(Collected data entries)
-----
//! Facade the host app and the CLI call into.

use std::collections::{BTreeMap, HashSet};
use std::sync::{RwLock, RwLockReadGuard, RwLockWriteGuard};

use chrono::{DateTime, Datelike, Duration, Utc};
use rust_decimal::Decimal;
use serde::Serialize;
use tracing::{debug, info};
use uuid::Uuid;

use crate::core::aggregation::{checked_total, AggregationEngine, AmountKind, CashFlowSummary, CategoryShare, TimeFrame};
use crate::core::budget_eval::{BudgetEvaluator, BudgetStatus};
use crate::core::calendar::CalendarPolicy;
use crate::core::materializer::{
    CatchUpCoordinator, CatchUpOutcome, CatchUpTrigger, RecurringMaterializer, DEFAULT_COOLDOWN_SECS,
    DEFAULT_MAX_OCCURRENCES_PER_PASS,
};
use crate::core::period::{CycleWindow, PeriodCalculator};
use crate::core::recurrence::{RecurrenceProjector, UpcomingOccurrence};
use crate::core::time::Clock;
use crate::errors::{EngineError, Result};
use crate::ledger::{
    Budget, BudgetScope, Category, RecurrenceKind, RecurrenceRule, RecurringSchedule, Transaction,
    TransactionDraft,
};
use crate::storage::{LedgerStore, ScheduleQuery, SortOrder, TransactionQuery};

/// Knobs the engine is built with, usually derived from [`crate::config::Config`].
#[derive(Debug, Clone, Copy, PartialEq, Eq)]
pub struct EngineSettings {
    pub policy: CalendarPolicy,
    pub cooldown: Duration,
    pub max_occurrences_per_pass: usize,
}

impl Default for EngineSettings {
    fn default() -> Self {
        Self {
            policy: CalendarPolicy::default(),
            cooldown: Duration::seconds(DEFAULT_COOLDOWN_SECS),
            max_occurrences_per_pass: DEFAULT_MAX_OCCURRENCES_PER_PASS,
        }
    }
}

/// Bucketed chart data plus the category breakdown for one frame.
#[derive(Debug, Clone, PartialEq, Serialize)]
pub struct Insights {
    pub frame: TimeFrame,
    pub kind: AmountKind,
    pub window: CycleWindow,
    pub total: Decimal,
    pub buckets: BTreeMap<DateTime<Utc>, Decimal>,
    pub average: Decimal,
    pub maximum: Decimal,
    pub non_zero_buckets: usize,
    pub category_breakdown: Vec<CategoryShare>,
}

pub struct BudgetEngine<S: LedgerStore, C: Clock> {
    store: RwLock<S>,
    clock: C,
    policy: CalendarPolicy,
    periods: PeriodCalculator,
    projector: RecurrenceProjector,
    aggregation: AggregationEngine,
    evaluator: BudgetEvaluator,
    coordinator: CatchUpCoordinator,
}

impl<S: LedgerStore, C: Clock> BudgetEngine<S, C> {
    pub fn new(store: S, clock: C, settings: EngineSettings) -> Self {
        let policy = settings.policy;
        let materializer =
            RecurringMaterializer::new(policy).with_max_per_pass(settings.max_occurrences_per_pass);
        Self {
            store: RwLock::new(store),
            clock,
            policy,
            periods: PeriodCalculator::new(policy),
            projector: RecurrenceProjector::new(policy),
            aggregation: AggregationEngine::new(policy),
            evaluator: BudgetEvaluator,
            coordinator: CatchUpCoordinator::new(materializer, settings.cooldown),
        }
    }

    pub fn policy(&self) -> &CalendarPolicy {
        &self.policy
    }

    pub fn clock(&self) -> &C {
        &self.clock
    }

    pub fn now(&self) -> DateTime<Utc> {
        self.clock.now()
    }

    pub fn coordinator(&self) -> &CatchUpCoordinator {
        &self.coordinator
    }

    /// Runs `f` against the store under the shared read lock.
    pub fn with_store<R>(&self, f: impl FnOnce(&S) -> R) -> R {
        f(&self.read())
    }

    pub fn into_store(self) -> S {
        self.store
            .into_inner()
            .unwrap_or_else(|poisoned| poisoned.into_inner())
    }

    /// Status of one budget in the cycle containing `now`.
    pub fn compute_budget_status(&self, budget_id: Uuid, now: DateTime<Utc>) -> Result<BudgetStatus> {
        let store = self.read();
        let budget = store
            .budget(budget_id)?
            .ok_or(EngineError::BudgetNotFound(budget_id))?;
        self.status_of(&*store, &budget, now)
    }

    pub fn budget_statuses(&self, now: DateTime<Utc>) -> Result<Vec<BudgetStatus>> {
        let store = self.read();
        store
            .budgets()?
            .iter()
            .map(|budget| self.status_of(&*store, budget, now))
            .collect()
    }

    pub fn compute_insights(&self, frame: TimeFrame, kind: AmountKind) -> Result<Insights> {
        self.compute_insights_at(frame, kind, self.now())
    }

    /// Insights for the frame containing `reference`, averaged up to the clock's now.
    pub fn compute_insights_at(&self, frame: TimeFrame, kind: AmountKind, reference: DateTime<Utc>) -> Result<Insights> {
        let now = self.now();
        let window = self.aggregation.frame_window(frame, reference)?;
        let store = self.read();
        let transactions =
            store.fetch_transactions(&TransactionQuery::in_window(&window), SortOrder::OccurredAscending)?;
        let series = self.aggregation.bucket(&transactions, frame, kind, reference, now)?;

        let known: HashSet<Uuid> = store.categories()?.into_iter().map(|c| c.id).collect();
        let breakdown_income = kind == AmountKind::Income;
        let contributing: Vec<Transaction> = transactions
            .into_iter()
            .filter(|txn| txn.is_income == breakdown_income)
            .map(|mut txn| {
                if txn.category_id.map(|id| !known.contains(&id)).unwrap_or(false) {
                    txn.category_id = None;
                }
                txn
            })
            .collect();
        let breakdown_total = checked_total(contributing.iter().map(|txn| txn.amount))?;
        let category_breakdown = self
            .aggregation
            .percent_per_category(&contributing, breakdown_total)?;

        Ok(Insights {
            frame,
            kind,
            window: series.window,
            total: series.total,
            buckets: series.buckets,
            average: series.average,
            maximum: series.maximum,
            non_zero_buckets: series.non_zero_buckets,
            category_breakdown,
        })
    }

    pub fn cash_flow(&self, window: &CycleWindow) -> Result<CashFlowSummary> {
        let transactions = self
            .read()
            .fetch_transactions(&TransactionQuery::in_window(window), SortOrder::default())?;
        self.aggregation.summarize(&transactions, window)
    }

    pub fn upcoming_occurrences(&self, until: DateTime<Utc>) -> Result<Vec<UpcomingOccurrence>> {
        let schedules = self.read().fetch_schedules(&ScheduleQuery::active())?;
        Ok(self.projector.upcoming(&schedules, until))
    }

    /// Materializes due recurring occurrences. Store failures are logged and
    /// reported in the outcome, never returned as errors.
    pub fn run_recurring_catch_up(&self, trigger: CatchUpTrigger, now: DateTime<Utc>) -> CatchUpOutcome {
        self.coordinator.run(&self.store, trigger, now)
    }

    pub fn record_transaction(&self, draft: TransactionDraft, occurred_at: DateTime<Utc>) -> Result<Transaction> {
        let txn = Transaction::new(draft, occurred_at, &self.policy)?;
        self.commit(|store| store.insert_transaction(txn.clone()))?;
        debug!(transaction = %txn.id, "recorded transaction");
        Ok(txn)
    }

    /// Replaces the user-editable fields; a new date recomputes the buckets.
    pub fn update_transaction(
        &self,
        id: Uuid,
        draft: TransactionDraft,
        occurred_at: Option<DateTime<Utc>>,
    ) -> Result<Transaction> {
        let policy = self.policy;
        self.commit(|store| {
            let mut txn = store
                .transaction(id)?
                .ok_or(EngineError::TransactionNotFound(id))?;
            txn.apply_draft(draft)?;
            if let Some(at) = occurred_at {
                txn.set_occurred_at(at, &policy);
            }
            store.update_transaction(txn.clone())?;
            Ok(txn)
        })
    }

    pub fn delete_transaction(&self, id: Uuid) -> Result<()> {
        self.commit(|store| {
            if store.delete_transaction(id)? {
                Ok(())
            } else {
                Err(EngineError::TransactionNotFound(id))
            }
        })
    }

    pub fn add_category(&self, category: Category) -> Result<Category> {
        if category.name.trim().is_empty() {
            return Err(EngineError::Validation("category name cannot be empty".into()));
        }
        self.commit(|store| store.upsert_category(category.clone()))?;
        Ok(category)
    }

    /// Stores a budget. There is one main budget and at most one budget per
    /// category; a second one replaces the first and keeps its id.
    pub fn create_budget(&self, mut budget: Budget) -> Result<Budget> {
        budget.anchor.validate_for(budget.kind)?;
        self.commit(|store| {
            if let BudgetScope::Category(category_id) = budget.scope {
                let exists = store.categories()?.iter().any(|c| c.id == category_id);
                if !exists {
                    return Err(EngineError::CategoryNotFound(category_id));
                }
            }
            if let Some(existing) = store.budgets()?.into_iter().find(|b| b.scope == budget.scope) {
                budget.id = existing.id;
            }
            store.upsert_budget(budget.clone())?;
            Ok(budget)
        })
    }

    /// Creates a schedule whose first occurrence is due at `first_due`.
    /// Monthly rules remember the starting day of month.
    pub fn schedule_recurring(
        &self,
        template: TransactionDraft,
        mut rule: RecurrenceRule,
        first_due: DateTime<Utc>,
    ) -> Result<RecurringSchedule> {
        if rule.kind == RecurrenceKind::Monthly && rule.anchor_day.is_none() {
            rule = rule.anchored_to(self.policy.local_date(first_due).day());
        }
        let schedule = RecurringSchedule::new(template, rule, first_due)?;
        self.commit(|store| store.upsert_schedule(schedule.clone()))?;
        info!(schedule = %schedule.id, rule = %schedule.rule.label(), due = %first_due, "scheduled recurring transaction");
        Ok(schedule)
    }

    /// Stops future occurrences; already materialized transactions stay.
    pub fn cancel_recurring(&self, schedule_id: Uuid) -> Result<RecurringSchedule> {
        self.commit(|store| {
            let mut schedule = store
                .schedule(schedule_id)?
                .ok_or(EngineError::ScheduleNotFound(schedule_id))?;
            schedule.cancel();
            store.upsert_schedule(schedule.clone())?;
            Ok(schedule)
        })
    }

    fn status_of(&self, store: &S, budget: &Budget, now: DateTime<Utc>) -> Result<BudgetStatus> {
        let window = self.periods.cycle_for(budget, now)?;
        let mut query = TransactionQuery::in_window(&window).expenses();
        if let BudgetScope::Category(category_id) = budget.scope {
            query = query.in_category(Some(category_id));
        }
        let transactions = store.fetch_transactions(&query, SortOrder::default())?;
        self.evaluator.evaluate(budget, &window, &transactions, now)
    }

    fn commit<R>(&self, apply: impl FnOnce(&mut S) -> Result<R>) -> Result<R> {
        let mut store = self.write();
        match apply(&mut store).and_then(|value| store.save().map(|_| value)) {
            Ok(value) => Ok(value),
            Err(err) => {
                store.rollback();
                Err(err)
            }
        }
    }

    fn read(&self) -> RwLockReadGuard<'_, S> {
        self.store.read().unwrap_or_else(|poisoned| poisoned.into_inner())
    }

    fn write(&self) -> RwLockWriteGuard<'_, S> {
        self.store.write().unwrap_or_else(|poisoned| poisoned.into_inner())
    }
}

#[cfg(test)]
mod tests {
    use super::*;
    use crate::core::time::FixedClock;
    use crate::ledger::{BudgetAnchor, BudgetKind};
    use crate::storage::MemoryStore;
    use chrono::TimeZone;
    use rust_decimal_macros::dec;

    fn now() -> DateTime<Utc> {
        Utc.with_ymd_and_hms(2024, 4, 16, 12, 0, 0).unwrap()
    }

    fn engine() -> BudgetEngine<MemoryStore, FixedClock> {
        BudgetEngine::new(MemoryStore::new(), FixedClock::new(now()), EngineSettings::default())
    }

    #[test]
    fn budget_status_uses_current_cycle() {
        let engine = engine();
        let budget = engine
            .create_budget(
                Budget::new(BudgetScope::Main, BudgetKind::Month, BudgetAnchor::DayOfMonth(1), dec!(100)).unwrap(),
            )
            .unwrap();
        engine
            .record_transaction(TransactionDraft::expense(dec!(125)), now() - Duration::days(2))
            .unwrap();
        engine
            .record_transaction(TransactionDraft::expense(dec!(40)), now() - Duration::days(30))
            .unwrap();

        let status = engine.compute_budget_status(budget.id, now()).unwrap();
        assert_eq!(status.spent, dec!(125));
        assert_eq!(status.percent_spent, 125.0);
        assert!(status.over_budget);
    }

    #[test]
    fn unknown_budget_is_reported() {
        let missing = Uuid::new_v4();
        assert!(matches!(
            engine().compute_budget_status(missing, now()),
            Err(EngineError::BudgetNotFound(id)) if id == missing
        ));
    }

    #[test]
    fn second_main_budget_replaces_first() {
        let engine = engine();
        let first = engine
            .create_budget(Budget::new(BudgetScope::Main, BudgetKind::Week, BudgetAnchor::Weekday(2), dec!(50)).unwrap())
            .unwrap();
        let second = engine
            .create_budget(Budget::new(BudgetScope::Main, BudgetKind::Week, BudgetAnchor::Weekday(2), dec!(80)).unwrap())
            .unwrap();
        assert_eq!(first.id, second.id);
        assert_eq!(engine.with_store(|store| store.budgets().unwrap().len()), 1);
    }

    #[test]
    fn category_budget_requires_category() {
        let missing = Uuid::new_v4();
        let budget =
            Budget::new(BudgetScope::Category(missing), BudgetKind::Day, BudgetAnchor::Midnight, dec!(10)).unwrap();
        assert!(matches!(
            engine().create_budget(budget),
            Err(EngineError::CategoryNotFound(_))
        ));
    }

    #[test]
    fn monthly_schedule_captures_anchor_day() {
        let due = Utc.with_ymd_and_hms(2024, 1, 31, 8, 0, 0).unwrap();
        let schedule = engine()
            .schedule_recurring(TransactionDraft::expense(dec!(9)), RecurrenceRule::monthly(1).unwrap(), due)
            .unwrap();
        assert_eq!(schedule.rule.anchor_day, Some(31));
    }

    #[test]
    fn update_moves_buckets_with_date() {
        let engine = engine();
        let txn = engine
            .record_transaction(TransactionDraft::expense(dec!(5)), now())
            .unwrap();
        let moved_to = Utc.with_ymd_and_hms(2024, 3, 2, 10, 0, 0).unwrap();
        let updated = engine
            .update_transaction(txn.id, TransactionDraft::expense(dec!(6)), Some(moved_to))
            .unwrap();
        assert_eq!(updated.amount, dec!(6));
        assert_eq!(updated.month_bucket(), Utc.with_ymd_and_hms(2024, 3, 1, 0, 0, 0).unwrap());
        assert_eq!(updated.day_bucket(), Utc.with_ymd_and_hms(2024, 3, 2, 0, 0, 0).unwrap());

        engine.delete_transaction(txn.id).unwrap();
        assert!(matches!(
            engine.delete_transaction(txn.id),
            Err(EngineError::TransactionNotFound(_))
        ));
    }
}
-----
■ EXERCISE DETAILS
Whenever the string "TransactionQuery" turns up in a line above, copy that line out.

■ COMPLETED EXERCISE
use crate::storage::{LedgerStore, ScheduleQuery, SortOrder, TransactionQuery};
            store.fetch_transactions(&TransactionQuery::in_window(&window), SortOrder::OccurredAscending)?;
            .fetch_transactions(&TransactionQuery::in_window(window), SortOrder::default())?;
        let mut query = TransactionQuery::in_window(&window).expenses();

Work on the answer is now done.